### What the task requires
Write out exactly the lines of the entries below from the one holding "let elapsed = now.duration_since(bucket.last_refill);" to the one holding "if refills >", inclusive, and leave out all other lines.

### Task input
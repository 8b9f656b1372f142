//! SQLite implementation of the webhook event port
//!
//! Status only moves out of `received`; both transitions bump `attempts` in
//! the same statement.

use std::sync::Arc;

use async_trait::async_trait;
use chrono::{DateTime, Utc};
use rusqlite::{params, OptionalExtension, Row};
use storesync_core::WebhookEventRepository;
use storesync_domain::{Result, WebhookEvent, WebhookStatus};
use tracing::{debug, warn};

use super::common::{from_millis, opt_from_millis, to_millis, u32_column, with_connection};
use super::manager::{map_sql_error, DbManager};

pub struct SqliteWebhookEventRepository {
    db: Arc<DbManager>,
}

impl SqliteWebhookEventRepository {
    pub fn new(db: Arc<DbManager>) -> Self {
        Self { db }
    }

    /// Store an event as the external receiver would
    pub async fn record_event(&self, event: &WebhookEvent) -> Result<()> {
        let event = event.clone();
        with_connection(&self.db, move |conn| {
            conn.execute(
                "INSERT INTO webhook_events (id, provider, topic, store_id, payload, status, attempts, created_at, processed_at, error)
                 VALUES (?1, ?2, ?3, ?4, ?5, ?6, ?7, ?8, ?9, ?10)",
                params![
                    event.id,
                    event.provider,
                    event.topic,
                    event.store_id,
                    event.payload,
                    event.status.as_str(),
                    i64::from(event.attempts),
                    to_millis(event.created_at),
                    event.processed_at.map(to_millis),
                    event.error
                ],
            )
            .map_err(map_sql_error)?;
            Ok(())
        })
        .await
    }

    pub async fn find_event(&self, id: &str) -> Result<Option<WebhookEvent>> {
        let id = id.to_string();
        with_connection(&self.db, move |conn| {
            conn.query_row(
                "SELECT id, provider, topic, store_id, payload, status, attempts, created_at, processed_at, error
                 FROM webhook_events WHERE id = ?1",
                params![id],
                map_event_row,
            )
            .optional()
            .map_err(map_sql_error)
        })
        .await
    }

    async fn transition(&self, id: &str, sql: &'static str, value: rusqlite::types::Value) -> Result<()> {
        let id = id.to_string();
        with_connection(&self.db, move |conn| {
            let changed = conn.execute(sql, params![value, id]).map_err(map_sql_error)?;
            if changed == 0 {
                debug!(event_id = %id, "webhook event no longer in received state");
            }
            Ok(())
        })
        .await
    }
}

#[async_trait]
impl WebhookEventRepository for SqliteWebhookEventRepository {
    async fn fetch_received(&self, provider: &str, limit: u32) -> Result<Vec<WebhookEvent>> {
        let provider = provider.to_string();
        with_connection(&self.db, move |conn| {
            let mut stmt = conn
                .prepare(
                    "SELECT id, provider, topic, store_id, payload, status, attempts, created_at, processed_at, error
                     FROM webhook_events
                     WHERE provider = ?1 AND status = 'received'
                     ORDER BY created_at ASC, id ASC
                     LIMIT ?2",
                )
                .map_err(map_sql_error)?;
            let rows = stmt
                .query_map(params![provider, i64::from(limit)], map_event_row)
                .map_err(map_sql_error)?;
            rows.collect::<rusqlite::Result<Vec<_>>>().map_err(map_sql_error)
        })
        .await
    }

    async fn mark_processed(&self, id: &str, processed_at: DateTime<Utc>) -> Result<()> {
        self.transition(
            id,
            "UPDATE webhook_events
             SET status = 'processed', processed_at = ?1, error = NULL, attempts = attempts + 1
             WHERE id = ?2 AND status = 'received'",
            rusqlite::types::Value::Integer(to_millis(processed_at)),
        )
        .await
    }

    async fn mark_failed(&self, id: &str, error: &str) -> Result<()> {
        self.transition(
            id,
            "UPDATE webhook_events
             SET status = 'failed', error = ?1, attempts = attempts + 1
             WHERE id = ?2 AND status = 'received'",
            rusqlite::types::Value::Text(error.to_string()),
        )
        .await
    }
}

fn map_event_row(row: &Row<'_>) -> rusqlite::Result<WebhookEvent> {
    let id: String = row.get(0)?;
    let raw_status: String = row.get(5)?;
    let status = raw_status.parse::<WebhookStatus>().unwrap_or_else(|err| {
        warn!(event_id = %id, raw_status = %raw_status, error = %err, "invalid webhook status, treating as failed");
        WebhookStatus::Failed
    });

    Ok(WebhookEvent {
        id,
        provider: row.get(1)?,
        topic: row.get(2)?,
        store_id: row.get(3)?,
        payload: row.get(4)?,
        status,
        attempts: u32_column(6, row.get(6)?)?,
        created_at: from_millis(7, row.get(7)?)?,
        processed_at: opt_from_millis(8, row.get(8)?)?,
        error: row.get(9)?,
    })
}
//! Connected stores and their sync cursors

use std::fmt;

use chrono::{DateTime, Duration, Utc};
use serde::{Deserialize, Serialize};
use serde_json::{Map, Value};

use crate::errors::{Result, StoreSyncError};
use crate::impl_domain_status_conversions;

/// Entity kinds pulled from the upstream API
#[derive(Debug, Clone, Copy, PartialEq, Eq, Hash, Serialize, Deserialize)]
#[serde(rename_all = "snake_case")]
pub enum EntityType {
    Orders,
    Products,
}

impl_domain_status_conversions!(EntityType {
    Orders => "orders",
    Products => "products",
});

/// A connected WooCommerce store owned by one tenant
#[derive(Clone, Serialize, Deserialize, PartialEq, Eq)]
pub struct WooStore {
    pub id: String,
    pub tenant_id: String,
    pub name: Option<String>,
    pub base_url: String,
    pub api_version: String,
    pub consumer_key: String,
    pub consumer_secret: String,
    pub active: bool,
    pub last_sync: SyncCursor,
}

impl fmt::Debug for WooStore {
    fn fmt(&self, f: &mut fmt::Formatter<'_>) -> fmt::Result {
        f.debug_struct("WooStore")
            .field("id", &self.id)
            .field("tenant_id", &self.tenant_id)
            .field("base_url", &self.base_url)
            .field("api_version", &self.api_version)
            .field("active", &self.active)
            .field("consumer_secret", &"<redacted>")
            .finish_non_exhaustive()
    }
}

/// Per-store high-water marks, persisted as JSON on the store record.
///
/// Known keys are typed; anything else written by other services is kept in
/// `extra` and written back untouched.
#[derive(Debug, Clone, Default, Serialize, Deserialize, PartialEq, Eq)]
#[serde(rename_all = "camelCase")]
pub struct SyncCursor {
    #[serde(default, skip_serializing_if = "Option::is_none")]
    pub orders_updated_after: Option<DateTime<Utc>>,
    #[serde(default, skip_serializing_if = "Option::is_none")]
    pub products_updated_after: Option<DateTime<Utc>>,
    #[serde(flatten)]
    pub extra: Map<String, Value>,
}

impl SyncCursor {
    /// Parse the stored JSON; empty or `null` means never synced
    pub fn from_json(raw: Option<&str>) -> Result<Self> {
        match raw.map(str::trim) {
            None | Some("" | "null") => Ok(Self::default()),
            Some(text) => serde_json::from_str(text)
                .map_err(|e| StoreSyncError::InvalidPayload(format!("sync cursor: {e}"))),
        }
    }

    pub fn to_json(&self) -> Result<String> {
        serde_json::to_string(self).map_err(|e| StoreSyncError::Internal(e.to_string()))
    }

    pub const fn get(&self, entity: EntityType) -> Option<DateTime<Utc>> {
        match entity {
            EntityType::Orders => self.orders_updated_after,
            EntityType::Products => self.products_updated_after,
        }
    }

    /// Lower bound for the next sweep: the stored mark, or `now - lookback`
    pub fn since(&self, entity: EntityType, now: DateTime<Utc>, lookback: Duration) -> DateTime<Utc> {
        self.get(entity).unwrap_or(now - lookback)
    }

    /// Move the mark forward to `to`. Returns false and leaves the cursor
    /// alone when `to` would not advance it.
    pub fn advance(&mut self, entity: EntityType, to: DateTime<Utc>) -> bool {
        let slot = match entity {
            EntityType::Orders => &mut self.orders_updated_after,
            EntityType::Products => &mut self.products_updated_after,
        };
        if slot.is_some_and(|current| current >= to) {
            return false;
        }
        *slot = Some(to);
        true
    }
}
* * *
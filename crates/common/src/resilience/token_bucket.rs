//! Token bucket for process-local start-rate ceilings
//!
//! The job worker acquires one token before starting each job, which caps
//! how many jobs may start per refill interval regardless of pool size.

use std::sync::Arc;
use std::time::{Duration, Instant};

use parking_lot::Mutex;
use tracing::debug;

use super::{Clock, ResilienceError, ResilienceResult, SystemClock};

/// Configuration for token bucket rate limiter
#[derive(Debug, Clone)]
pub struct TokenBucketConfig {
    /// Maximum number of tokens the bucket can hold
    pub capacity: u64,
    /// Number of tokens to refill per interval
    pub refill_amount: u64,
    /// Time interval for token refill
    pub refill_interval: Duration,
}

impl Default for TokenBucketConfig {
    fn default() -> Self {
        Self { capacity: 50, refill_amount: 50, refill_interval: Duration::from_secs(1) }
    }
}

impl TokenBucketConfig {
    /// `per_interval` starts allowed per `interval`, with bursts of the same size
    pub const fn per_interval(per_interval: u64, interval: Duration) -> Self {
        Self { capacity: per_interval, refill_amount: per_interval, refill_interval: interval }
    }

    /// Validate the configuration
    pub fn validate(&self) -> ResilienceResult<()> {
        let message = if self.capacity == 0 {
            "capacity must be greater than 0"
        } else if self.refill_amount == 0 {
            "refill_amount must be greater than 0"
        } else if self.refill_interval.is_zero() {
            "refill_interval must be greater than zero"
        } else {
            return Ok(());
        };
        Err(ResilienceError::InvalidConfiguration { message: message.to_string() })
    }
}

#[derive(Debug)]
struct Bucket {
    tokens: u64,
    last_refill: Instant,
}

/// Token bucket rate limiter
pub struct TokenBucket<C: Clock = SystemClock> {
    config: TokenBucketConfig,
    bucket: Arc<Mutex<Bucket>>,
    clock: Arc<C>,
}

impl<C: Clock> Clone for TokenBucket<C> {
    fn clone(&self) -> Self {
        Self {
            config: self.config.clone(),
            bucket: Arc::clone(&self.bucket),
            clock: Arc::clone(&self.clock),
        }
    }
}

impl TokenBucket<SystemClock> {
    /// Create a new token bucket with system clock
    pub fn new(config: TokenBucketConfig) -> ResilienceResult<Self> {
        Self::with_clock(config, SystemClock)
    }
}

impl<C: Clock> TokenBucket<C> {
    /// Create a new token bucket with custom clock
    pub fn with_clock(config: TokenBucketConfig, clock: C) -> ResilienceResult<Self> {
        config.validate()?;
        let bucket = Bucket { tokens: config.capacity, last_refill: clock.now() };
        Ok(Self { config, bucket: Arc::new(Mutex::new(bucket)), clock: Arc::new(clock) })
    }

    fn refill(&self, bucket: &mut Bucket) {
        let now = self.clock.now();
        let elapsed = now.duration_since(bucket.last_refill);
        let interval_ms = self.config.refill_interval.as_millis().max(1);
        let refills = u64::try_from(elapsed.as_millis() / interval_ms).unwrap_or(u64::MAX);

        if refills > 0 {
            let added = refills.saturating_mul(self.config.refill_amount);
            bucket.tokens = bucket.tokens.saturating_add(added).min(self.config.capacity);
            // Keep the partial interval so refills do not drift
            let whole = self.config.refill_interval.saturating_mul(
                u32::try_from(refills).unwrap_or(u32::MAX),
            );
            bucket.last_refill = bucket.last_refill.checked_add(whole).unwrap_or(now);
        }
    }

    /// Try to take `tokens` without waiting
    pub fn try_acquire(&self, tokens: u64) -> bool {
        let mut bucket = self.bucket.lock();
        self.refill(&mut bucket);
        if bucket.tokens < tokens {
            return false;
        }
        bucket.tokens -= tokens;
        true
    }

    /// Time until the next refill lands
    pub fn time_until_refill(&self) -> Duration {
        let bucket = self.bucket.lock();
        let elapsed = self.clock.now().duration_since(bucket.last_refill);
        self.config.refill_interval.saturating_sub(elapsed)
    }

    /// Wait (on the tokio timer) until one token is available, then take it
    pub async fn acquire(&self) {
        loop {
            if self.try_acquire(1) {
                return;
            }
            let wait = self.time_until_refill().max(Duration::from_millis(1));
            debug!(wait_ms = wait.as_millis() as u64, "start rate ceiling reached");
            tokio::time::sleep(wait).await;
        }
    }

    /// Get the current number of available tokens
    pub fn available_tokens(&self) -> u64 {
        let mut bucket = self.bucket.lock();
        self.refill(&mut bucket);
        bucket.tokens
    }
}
==
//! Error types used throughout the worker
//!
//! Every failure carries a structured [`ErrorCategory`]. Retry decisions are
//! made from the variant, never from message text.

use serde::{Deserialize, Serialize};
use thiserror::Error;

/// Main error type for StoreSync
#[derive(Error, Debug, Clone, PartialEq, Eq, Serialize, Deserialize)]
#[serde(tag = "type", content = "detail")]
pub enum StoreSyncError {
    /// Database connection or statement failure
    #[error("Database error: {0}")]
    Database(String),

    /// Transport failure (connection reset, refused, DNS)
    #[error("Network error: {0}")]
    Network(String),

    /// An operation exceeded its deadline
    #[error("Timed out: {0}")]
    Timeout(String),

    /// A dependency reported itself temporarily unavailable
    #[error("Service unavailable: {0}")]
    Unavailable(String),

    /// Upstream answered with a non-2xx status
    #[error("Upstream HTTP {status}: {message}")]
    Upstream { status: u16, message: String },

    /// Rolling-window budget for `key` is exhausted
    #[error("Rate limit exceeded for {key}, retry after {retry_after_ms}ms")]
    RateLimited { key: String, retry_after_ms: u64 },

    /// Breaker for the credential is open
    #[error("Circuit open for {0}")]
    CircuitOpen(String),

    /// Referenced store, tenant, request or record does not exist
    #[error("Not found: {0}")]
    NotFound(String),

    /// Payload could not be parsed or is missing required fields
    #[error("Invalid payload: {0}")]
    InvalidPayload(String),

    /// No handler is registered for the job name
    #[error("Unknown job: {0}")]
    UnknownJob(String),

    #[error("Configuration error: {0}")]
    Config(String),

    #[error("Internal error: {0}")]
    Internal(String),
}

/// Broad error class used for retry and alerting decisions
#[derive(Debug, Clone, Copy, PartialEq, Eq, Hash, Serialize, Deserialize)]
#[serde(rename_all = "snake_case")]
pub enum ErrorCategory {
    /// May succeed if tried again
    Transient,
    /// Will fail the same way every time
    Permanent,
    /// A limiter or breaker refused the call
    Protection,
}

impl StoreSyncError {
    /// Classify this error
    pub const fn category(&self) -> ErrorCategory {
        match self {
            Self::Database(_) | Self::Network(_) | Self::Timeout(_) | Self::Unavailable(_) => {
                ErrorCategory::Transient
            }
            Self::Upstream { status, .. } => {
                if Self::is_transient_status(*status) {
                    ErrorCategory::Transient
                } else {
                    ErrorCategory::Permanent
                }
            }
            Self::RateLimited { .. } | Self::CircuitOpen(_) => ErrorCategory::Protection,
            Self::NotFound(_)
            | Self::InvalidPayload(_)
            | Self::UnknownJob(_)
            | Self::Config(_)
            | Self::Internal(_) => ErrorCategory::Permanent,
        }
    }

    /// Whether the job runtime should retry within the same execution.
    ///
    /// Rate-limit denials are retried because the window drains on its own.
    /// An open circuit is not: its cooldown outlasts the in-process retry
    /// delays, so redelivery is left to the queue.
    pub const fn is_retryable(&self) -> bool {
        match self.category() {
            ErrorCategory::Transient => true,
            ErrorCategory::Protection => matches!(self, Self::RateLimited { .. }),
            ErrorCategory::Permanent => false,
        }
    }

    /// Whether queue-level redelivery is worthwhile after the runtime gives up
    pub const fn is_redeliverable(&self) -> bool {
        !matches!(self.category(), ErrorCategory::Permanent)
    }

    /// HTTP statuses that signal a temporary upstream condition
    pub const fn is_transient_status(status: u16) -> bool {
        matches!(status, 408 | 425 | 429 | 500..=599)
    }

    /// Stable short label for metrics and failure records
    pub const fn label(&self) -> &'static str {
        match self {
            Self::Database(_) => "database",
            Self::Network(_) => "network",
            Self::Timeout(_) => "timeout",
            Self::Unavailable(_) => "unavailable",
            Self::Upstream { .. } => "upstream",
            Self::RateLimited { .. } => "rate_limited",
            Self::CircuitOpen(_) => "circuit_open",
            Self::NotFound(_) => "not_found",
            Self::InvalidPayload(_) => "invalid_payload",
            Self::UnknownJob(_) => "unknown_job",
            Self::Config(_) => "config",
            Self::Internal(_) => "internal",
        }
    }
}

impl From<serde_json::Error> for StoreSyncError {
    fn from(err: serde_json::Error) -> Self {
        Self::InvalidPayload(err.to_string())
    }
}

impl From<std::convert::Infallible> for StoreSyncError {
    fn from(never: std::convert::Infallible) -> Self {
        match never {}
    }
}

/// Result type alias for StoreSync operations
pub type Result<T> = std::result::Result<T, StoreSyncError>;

### Answer
        let elapsed = now.duration_since(bucket.last_refill);
        let interval_ms = self.config.refill_interval.as_millis().max(1);
        let refills = u64::try_from(elapsed.as_millis() / interval_ms).unwrap_or(u64::MAX);

        if refills > 0 {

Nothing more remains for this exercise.